Problem description —
Transcribe the entries below exactly.
/---
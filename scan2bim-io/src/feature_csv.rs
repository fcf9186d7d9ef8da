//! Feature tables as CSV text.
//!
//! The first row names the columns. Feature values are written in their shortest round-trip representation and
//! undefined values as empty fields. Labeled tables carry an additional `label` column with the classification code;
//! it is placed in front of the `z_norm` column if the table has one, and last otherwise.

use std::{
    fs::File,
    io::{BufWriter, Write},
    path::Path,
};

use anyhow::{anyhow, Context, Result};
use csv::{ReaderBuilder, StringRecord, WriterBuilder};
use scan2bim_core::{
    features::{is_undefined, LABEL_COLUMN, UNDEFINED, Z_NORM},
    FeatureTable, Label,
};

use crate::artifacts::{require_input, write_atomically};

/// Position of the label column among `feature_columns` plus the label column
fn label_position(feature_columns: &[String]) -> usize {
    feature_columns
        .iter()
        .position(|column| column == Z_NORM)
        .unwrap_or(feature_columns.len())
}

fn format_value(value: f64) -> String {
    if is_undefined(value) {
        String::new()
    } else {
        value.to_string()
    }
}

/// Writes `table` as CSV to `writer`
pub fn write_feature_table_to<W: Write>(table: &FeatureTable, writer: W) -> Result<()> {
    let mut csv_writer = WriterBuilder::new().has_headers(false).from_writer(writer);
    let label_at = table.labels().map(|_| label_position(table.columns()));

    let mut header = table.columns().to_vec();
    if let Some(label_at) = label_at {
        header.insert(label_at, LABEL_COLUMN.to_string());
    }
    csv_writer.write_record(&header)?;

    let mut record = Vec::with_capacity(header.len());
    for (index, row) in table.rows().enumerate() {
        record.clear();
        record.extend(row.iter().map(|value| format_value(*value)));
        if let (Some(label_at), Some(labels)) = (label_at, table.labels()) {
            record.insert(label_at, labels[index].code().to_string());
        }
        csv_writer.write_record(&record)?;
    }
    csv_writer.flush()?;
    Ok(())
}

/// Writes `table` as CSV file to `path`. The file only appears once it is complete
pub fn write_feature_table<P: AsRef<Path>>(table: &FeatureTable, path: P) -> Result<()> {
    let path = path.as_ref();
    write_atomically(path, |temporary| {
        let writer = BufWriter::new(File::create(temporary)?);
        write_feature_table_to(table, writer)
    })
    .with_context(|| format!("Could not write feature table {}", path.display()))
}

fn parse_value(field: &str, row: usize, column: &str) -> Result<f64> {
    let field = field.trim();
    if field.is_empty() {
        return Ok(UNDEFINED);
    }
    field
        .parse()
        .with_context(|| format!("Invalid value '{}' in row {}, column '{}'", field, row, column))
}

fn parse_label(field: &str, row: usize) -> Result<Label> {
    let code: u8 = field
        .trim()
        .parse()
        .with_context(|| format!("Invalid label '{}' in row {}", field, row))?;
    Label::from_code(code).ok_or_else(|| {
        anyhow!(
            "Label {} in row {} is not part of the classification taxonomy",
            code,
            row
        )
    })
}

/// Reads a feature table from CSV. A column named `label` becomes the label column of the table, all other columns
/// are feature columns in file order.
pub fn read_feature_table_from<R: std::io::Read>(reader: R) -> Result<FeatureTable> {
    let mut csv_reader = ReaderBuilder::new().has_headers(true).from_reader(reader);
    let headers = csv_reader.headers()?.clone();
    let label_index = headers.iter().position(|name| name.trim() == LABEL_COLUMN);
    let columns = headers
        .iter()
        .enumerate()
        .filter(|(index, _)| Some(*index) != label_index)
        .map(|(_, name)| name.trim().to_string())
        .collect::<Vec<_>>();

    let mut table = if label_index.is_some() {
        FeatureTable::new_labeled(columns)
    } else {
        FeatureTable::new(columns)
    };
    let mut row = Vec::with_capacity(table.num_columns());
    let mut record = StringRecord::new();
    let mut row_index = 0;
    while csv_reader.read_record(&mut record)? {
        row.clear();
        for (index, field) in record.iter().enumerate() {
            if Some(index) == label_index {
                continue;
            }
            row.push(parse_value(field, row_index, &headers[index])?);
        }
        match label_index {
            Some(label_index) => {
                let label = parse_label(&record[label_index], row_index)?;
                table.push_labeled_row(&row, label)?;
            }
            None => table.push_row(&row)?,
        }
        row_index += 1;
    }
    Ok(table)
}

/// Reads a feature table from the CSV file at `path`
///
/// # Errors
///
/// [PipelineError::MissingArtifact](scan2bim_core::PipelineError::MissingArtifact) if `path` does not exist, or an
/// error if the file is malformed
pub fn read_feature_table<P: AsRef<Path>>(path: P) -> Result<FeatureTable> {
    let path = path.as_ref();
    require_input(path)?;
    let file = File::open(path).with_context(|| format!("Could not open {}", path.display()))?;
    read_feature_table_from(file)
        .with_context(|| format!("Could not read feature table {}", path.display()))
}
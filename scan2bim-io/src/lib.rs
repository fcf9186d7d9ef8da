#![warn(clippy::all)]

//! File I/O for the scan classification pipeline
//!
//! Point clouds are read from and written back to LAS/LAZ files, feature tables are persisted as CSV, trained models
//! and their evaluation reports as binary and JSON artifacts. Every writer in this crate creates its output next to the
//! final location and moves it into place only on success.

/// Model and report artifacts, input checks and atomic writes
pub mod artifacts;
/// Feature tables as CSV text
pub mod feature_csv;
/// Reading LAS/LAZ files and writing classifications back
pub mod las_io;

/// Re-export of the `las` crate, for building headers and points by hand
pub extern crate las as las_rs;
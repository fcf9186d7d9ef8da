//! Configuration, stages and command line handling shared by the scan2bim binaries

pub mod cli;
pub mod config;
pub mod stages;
\---
Answer to this exercise —
filename scan2bim-io/src/feature_csv.rs
repository fcf9186d7d9ef8da
//! Feature tables as CSV text.
//!
//! The first row names the columns. Feature values are written in their shortest round-trip representation and
//! undefined values as empty fields. Labeled tables carry an additional `label` column with the classification code;
//! it is placed in front of the `z_norm` column if the table has one, and last otherwise.

use std::{
    fs::File,
    io::{BufWriter, Write},
    path::Path,
};

use anyhow::{anyhow, Context, Result};
use csv::{ReaderBuilder, StringRecord, WriterBuilder};
use scan2bim_core::{
    features::{is_undefined, LABEL_COLUMN, UNDEFINED, Z_NORM},
    FeatureTable, Label,
};

use crate::artifacts::{require_input, write_atomically};

/// Position of the label column among `feature_columns` plus the label column
fn label_position(feature_columns: &[String]) -> usize {
    feature_columns
        .iter()
        .position(|column| column == Z_NORM)
        .unwrap_or(feature_columns.len())
}

fn format_value(value: f64) -> String {
    if is_undefined(value) {
        String::new()
    } else {
        value.to_string()
    }
}

/// Writes `table` as CSV to `writer`
pub fn write_feature_table_to<W: Write>(table: &FeatureTable, writer: W) -> Result<()> {
    let mut csv_writer = WriterBuilder::new().has_headers(false).from_writer(writer);
    let label_at = table.labels().map(|_| label_position(table.columns()));

    let mut header = table.columns().to_vec();
    if let Some(label_at) = label_at {
        header.insert(label_at, LABEL_COLUMN.to_string());
    }
    csv_writer.write_record(&header)?;

    let mut record = Vec::with_capacity(header.len());
    for (index, row) in table.rows().enumerate() {
        record.clear();
        record.extend(row.iter().map(|value| format_value(*value)));
        if let (Some(label_at), Some(labels)) = (label_at, table.labels()) {
            record.insert(label_at, labels[index].code().to_string());
        }
        csv_writer.write_record(&record)?;
    }
    csv_writer.flush()?;
    Ok(())
}

/// Writes `table` as CSV file to `path`. The file only appears once it is complete
pub fn write_feature_table<P: AsRef<Path>>(table: &FeatureTable, path: P) -> Result<()> {
    let path = path.as_ref();
    write_atomically(path, |temporary| {
        let writer = BufWriter::new(File::create(temporary)?);
        write_feature_table_to(table, writer)
    })
    .with_context(|| format!("Could not write feature table {}", path.display()))
}

fn parse_value(field: &str, row: usize, column: &str) -> Result<f64> {
    let field = field.trim();
    if field.is_empty() {
        return Ok(UNDEFINED);
    }
    field
        .parse()
        .with_context(|| format!("Invalid value '{}' in row {}, column '{}'", field, row, column))
}

fn parse_label(field: &str, row: usize) -> Result<Label> {
    let code: u8 = field
        .trim()
        .parse()
        .with_context(|| format!("Invalid label '{}' in row {}", field, row))?;
    Label::from_code(code).ok_or_else(|| {
        anyhow!(
            "Label {} in row {} is not part of the classification taxonomy",
            code,
            row
        )
    })
}

/// Reads a feature table from CSV. A column named `label` becomes the label column of the table, all other columns
/// are feature columns in file order.
pub fn read_feature_table_from<R: std::io::Read>(reader: R) -> Result<FeatureTable> {
    let mut csv_reader = ReaderBuilder::new().has_headers(true).from_reader(reader);
    let headers = csv_reader.headers()?.clone();
    let label_index = headers.iter().position(|name| name.trim() == LABEL_COLUMN);
    let columns = headers
        .iter()
        .enumerate()
        .filter(|(index, _)| Some(*index) != label_index)
        .map(|(_, name)| name.trim().to_string())
        .collect::<Vec<_>>();

    let mut table = if label_index.is_some() {
        FeatureTable::new_labeled(columns)
    } else {
        FeatureTable::new(columns)
    };
    let mut row = Vec::with_capacity(table.num_columns());
    let mut record = StringRecord::new();
    let mut row_index = 0;
    while csv_reader.read_record(&mut record)? {
        row.clear();
        for (index, field) in record.iter().enumerate() {
            if Some(index) == label_index {
                continue;
            }
            row.push(parse_value(field, row_index, &headers[index])?);
        }
        match label_index {
            Some(label_index) => {
                let label = parse_label(&record[label_index], row_index)?;
                table.push_labeled_row(&row, label)?;
            }
            None => table.push_row(&row)?,
        }
        row_index += 1;
    }
    Ok(table)
}

/// Reads a feature table from the CSV file at `path`
///
/// # Errors
///
/// [PipelineError::MissingArtifact](scan2bim_core::PipelineError::MissingArtifact) if `path` does not exist, or an
/// error if the file is malformed
pub fn read_feature_table<P: AsRef<Path>>(path: P) -> Result<FeatureTable> {
    let path = path.as_ref();
    require_input(path)?;
    let file = File::open(path).with_context(|| format!("Could not open {}", path.display()))?;
    read_feature_table_from(file)
        .with_context(|| format!("Could not read feature table {}", path.display()))
}
filename scan2bim-io/src/lib.rs
repository fcf9186d7d9ef8da
#![warn(clippy::all)]

//! File I/O for the scan classification pipeline
//!
//! Point clouds are read from and written back to LAS/LAZ files, feature tables are persisted as CSV, trained models
//! and their evaluation reports as binary and JSON artifacts. Every writer in this crate creates its output next to the
//! final location and moves it into place only on success.

/// Model and report artifacts, input checks and atomic writes
pub mod artifacts;
/// Feature tables as CSV text
pub mod feature_csv;
/// Reading LAS/LAZ files and writing classifications back
pub mod las_io;

/// Re-export of the `las` crate, for building headers and points by hand
pub extern crate las as las_rs;
repository fcf9186d7d9ef8da
//! Configuration, stages and command line handling shared by the scan2bim binaries

pub mod cli;
pub mod config;
pub mod stages;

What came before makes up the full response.